Comparing Central Inverters and String Inverters in Utility Scale Solar Systems in North America

System designers have more options today than ever before when architecting solar systems. While this may seem like a great advantage, these options necessitate an ever growing number of decision points in the design process.

No decision has more impact on the system cost and performance than the choice of inverters, as this dictates design constraints for so much of the balance of system. Before selecting brand or model the designer must first choose the macro level class of inverters, central or three phase string inverters. Until recently, the normalized price of string inverters (as measured in $/watt) was much higher than central inverters, making the decision to use central inverters for utility scale quite straightforward.

That unit price gap has greatly diminished, resulting in a heightened debate on the relative merits of central and string inverters, often without empirical data to support the arguments. The jury is still out on which is the so-called “best solution” and likely for good reason, as the overall system size has such a significant impact on the relevant answer.
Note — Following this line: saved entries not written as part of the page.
use serde::{Deserialize, Serialize};

use crate::error::{Error, Result};
use crate::parcel::{ParcelRead, ParcelWrite};

/// Classification of the storage backend a remote file lives on.
///
/// `Internal` is the service's primary storage. `External` marks files
/// served from an externally mounted backend, `Group` files shared through
/// a group mount. A file whose classification the server did not report is
/// represented as `Option::<MountType>::None` by its callers.
#[derive(PartialEq, Eq, Debug, Clone, Copy, Serialize, Deserialize)]
pub enum MountType {
    #[serde(rename = "internal")]
    Internal,
    #[serde(rename = "external")]
    External,
    #[serde(rename = "group")]
    Group,
}

impl MountType {
    /// Stable wire tag used in the parcel envelope.
    pub fn tag(self) -> i32 {
        match self {
            MountType::Internal => 0,
            MountType::External => 1,
            MountType::Group => 2,
        }
    }

    pub fn from_tag(tag: i32) -> Result<MountType> {
        match tag {
            0 => Ok(MountType::Internal),
            1 => Ok(MountType::External),
            2 => Ok(MountType::Group),
            _ => Err(Error::UnknownMountType(tag)),
        }
    }

    /// Read an optional mount type slot.
    /// Format: 1 byte (isNotNull flag) + if not null: 4-byte variant tag
    pub fn read_parcel<R: ParcelRead>(reader: &mut R) -> Result<Option<MountType>> {
        if !reader.read_parcel_flag()? {
            return Ok(None);
        }
        MountType::from_tag(reader.read_parcel_i32()?).map(Some)
    }

    /// Write an optional mount type slot, mirroring `read_parcel`
    pub fn write_parcel<W: ParcelWrite>(value: Option<MountType>, writer: &mut W) -> Result<()> {
        match value {
            Some(mount_type) => {
                writer.write_parcel_flag(true)?;
                writer.write_parcel_i32(mount_type.tag())
            }
            None => writer.write_parcel_flag(false),
        }
    }
}
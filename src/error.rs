pub type Result<T> = std::result::Result<T, Error>;

#[derive(Debug)]
pub enum Error {
    InvalidPath(String),
    ParseError,
    UnknownMountType(i32),
    ConversionError(std::str::Utf8Error),
    IoError(std::io::Error),
    JsonError(serde_json::Error),
}

impl std::fmt::Display for Error {
    fn fmt(&self, f: &mut std::fmt::Formatter) -> std::fmt::Result {
        match *self {
            Error::InvalidPath(ref path) => {
                write!(f, "Not a valid remote path: {path:?}")
            }
            Error::UnknownMountType(tag) => write!(f, "Unknown mount type tag: {tag}"),
            Error::ConversionError(ref err) => write!(f, "{err}"),
            Error::IoError(ref err) => write!(f, "{err}"),
            Error::JsonError(ref err) => write!(f, "{err}"),
            _ => write!(f, "{:#?}", self),
        }
    }
}

impl std::error::Error for Error {
    fn source(&self) -> Option<&(dyn std::error::Error + 'static)> {
        match *self {
            Error::ConversionError(ref err) => Some(err),
            Error::IoError(ref err) => Some(err),
            Error::JsonError(ref err) => Some(err),
            _ => None,
        }
    }
}

impl std::convert::From<std::str::Utf8Error> for Error {
    fn from(error: std::str::Utf8Error) -> Error {
        Error::ConversionError(error)
    }
}

impl std::convert::From<std::string::FromUtf8Error> for Error {
    fn from(_error: std::string::FromUtf8Error) -> Error {
        Error::ParseError
    }
}

impl std::convert::From<std::io::Error> for Error {
    fn from(error: std::io::Error) -> Error {
        Error::IoError(error)
    }
}

impl std::convert::From<serde_json::Error> for Error {
    fn from(error: serde_json::Error) -> Error {
        Error::JsonError(error)
    }
}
This article analyzes the relative merits of central and string inverters in a typical system in North America. The analysis is limited to the relative costs of central and string inverters for utility-scale projects in North America in three areas: CAPEX, inverter service life and true cost of service.


The first metric typically used by all designers to make decisions on system architecture is the initial CAPEX cost, and such an analysis is more than a comparison of the relative prices of inverters. It requires a comparison of the costs of the AC and DC balance of system (BOS) and labor as well. Since the costs of modules and racking will be identical these are therefore excluded from this analysis, which compares a 1000V system in North America comprised of 2-MW central inverters to a system built with 60-kW string inverters. The CAPEX analysis is separated into two parts, labor and material.


A full analysis shows that while one 2-MW central inverter skid and associated BOS takes about 19 times as long to install as a single 60-kW string inverter and associated BOS, the fact that there are 33 times as many string inverters to install results in string inverters requiring over 1.7 times the labor to construct a 20-MW system building block. Monetizing this difference at a conservative $40/hr. rate translates to 0.3 cents/watt higher cost of labor installing string-based systems. This ratio would hold exactly in proportion in larger systems above 20 MW without upper bound in system size.

CAPEX Material

Market experts expect string inverters to be priced 0.5 cents/watt higher than central inverters in North America utility-scale systems. While there is no question that a system using string inverters will have lower DC BOS cost, a complete analysis discloses that these DC BOS savings are more than canceled out by a significant uptick in AC BOS costs, where an important factor is the significant low voltage AC wiring associated with string inverters in comparison to the higher voltage DC wiring of central inverters.

Our analysis shows that a system constructed with 60-kW string inverters will require 1.9 cents/watt more in CAPEX material than a system built with 2-MW central inverters. This is a significant difference in CAPEX. If the 0.3 cents/watt increase for labor is added to this 1.9 cents/watt for material, then string inverters require 2.2 cents/watt more in CAPEX in utility-scale systems.

Inverter Service Life

Utility-scale PV plants are generation assets that are expected to provide a financial return over at least 20 years. A PV plant must therefore operate predictably over that period of time and central inverters have a service life of 20 years or more. On the other hand, string inverters are typically replaced when they fail and there is a risk of a lack of form/fit replacements in the future that could add 25 – 58 cents/watt to the system cost in the event that custom power electronics and electrical retrofit solutions are required. Service life of the inverters is therefore a critical consideration in selection of string or central inverters.

True Cost of Service

There is a common misconception that the cost of service in a utility-scale system built with string inverters is negligible. The only way to completely eliminate the risk in service costs is to obtain a combined extended warranty and service contract from a bankable supplier that fixes future service costs to a specific dollar amount. If service costs of string inverters are compared to central inverters with such a contract, string inverters require an additional 2.6 – 3.7 cents/watt in service costs over a 20-year system life, factoring in their replacement cost and associated labor and truck roll expenses.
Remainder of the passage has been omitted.